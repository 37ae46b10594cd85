//! Rank-based evaluation for link prediction.
//!
//! Given a test triplet `(h, r, t)`:
//! 1. **Tail prediction**: rank the true tail among `predict_tail(h, r, ·)`
//! 2. **Head prediction**: rank the true head among `predict_head(r, t, ·)`
//!
//! Both ranks enter the same pool. A true entity missing from the candidate
//! list is ranked one past its end.
//!
//! | Metric | Range | Description |
//! |--------|-------|-------------|
//! | MR | [1, ∞) | Mean rank |
//! | MRR | (0, 1] | Mean reciprocal rank: average of 1/rank |
//! | Hits@1 | [0, 1] | Fraction with rank = 1 |
//! | Hits@3 | [0, 1] | Fraction with rank <= 3 |
//! | Hits@10 | [0, 1] | Fraction with rank <= 10 |

use crate::scoring::Prediction;
use serde::{Deserialize, Serialize};

/// Rank-based evaluation results.
#[derive(Debug, Clone, Default, PartialEq, Serialize, Deserialize)]
#[serde(rename_all = "camelCase")]
pub struct RankMetrics {
    /// Mean Rank: E\[rank\]
    pub mean_rank: f64,
    /// Mean Reciprocal Rank: E\[1/rank\]
    pub mean_reciprocal_rank: f64,
    /// Hits@1: P(rank = 1)
    pub hits_at_1: f64,
    /// Hits@3: P(rank <= 3)
    pub hits_at_3: f64,
    /// Hits@10: P(rank <= 10)
    pub hits_at_10: f64,
    /// Number of ranks aggregated (two per test triplet)
    pub num_ranks: usize,
}

impl RankMetrics {
    /// Compute metrics from a list of ranks.
    pub fn from_ranks(ranks: &[usize]) -> Self {
        if ranks.is_empty() {
            return Self::default();
        }

        let n = ranks.len() as f64;
        let mean_reciprocal_rank = ranks.iter().map(|&r| 1.0 / r as f64).sum::<f64>() / n;
        let mean_rank = ranks.iter().map(|&r| r as f64).sum::<f64>() / n;
        let hits_at_1 = ranks.iter().filter(|&&r| r == 1).count() as f64 / n;
        let hits_at_3 = ranks.iter().filter(|&&r| r <= 3).count() as f64 / n;
        let hits_at_10 = ranks.iter().filter(|&&r| r <= 10).count() as f64 / n;

        Self {
            mean_rank,
            mean_reciprocal_rank,
            hits_at_1,
            hits_at_3,
            hits_at_10,
            num_ranks: ranks.len(),
        }
    }

    /// Merge metrics from multiple evaluation runs, weighted by rank count.
    pub fn merge(metrics: &[Self]) -> Self {
        let total: usize = metrics.iter().map(|m| m.num_ranks).sum();
        if total == 0 {
            return Self::default();
        }

        let total_f = total as f64;
        let weighted = |f: fn(&Self) -> f64| {
            metrics
                .iter()
                .map(|m| f(m) * m.num_ranks as f64)
                .sum::<f64>()
                / total_f
        };

        Self {
            mean_rank: weighted(|m| m.mean_rank),
            mean_reciprocal_rank: weighted(|m| m.mean_reciprocal_rank),
            hits_at_1: weighted(|m| m.hits_at_1),
            hits_at_3: weighted(|m| m.hits_at_3),
            hits_at_10: weighted(|m| m.hits_at_10),
            num_ranks: total,
        }
    }

    /// Format as summary string.
    pub fn summary(&self) -> String {
        format!(
            "MRR: {:.4} | MR: {:.1} | H@1: {:.3} | H@3: {:.3} | H@10: {:.3} (n={})",
            self.mean_reciprocal_rank,
            self.mean_rank,
            self.hits_at_1,
            self.hits_at_3,
            self.hits_at_10,
            self.num_ranks
        )
    }
}

/// 1-based position of `id` in a ranked list, or `len + 1` when absent.
pub fn rank_of(predictions: &[Prediction], id: &str) -> usize {
    predictions
        .iter()
        .position(|p| p.id == id)
        .map_or(predictions.len() + 1, |i| i + 1)
}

PROBLEM TO SOLVE = Report the number of lines in the entries above that include the string "list". Give nothing but the number.

COMPLETED EXERCISE = 3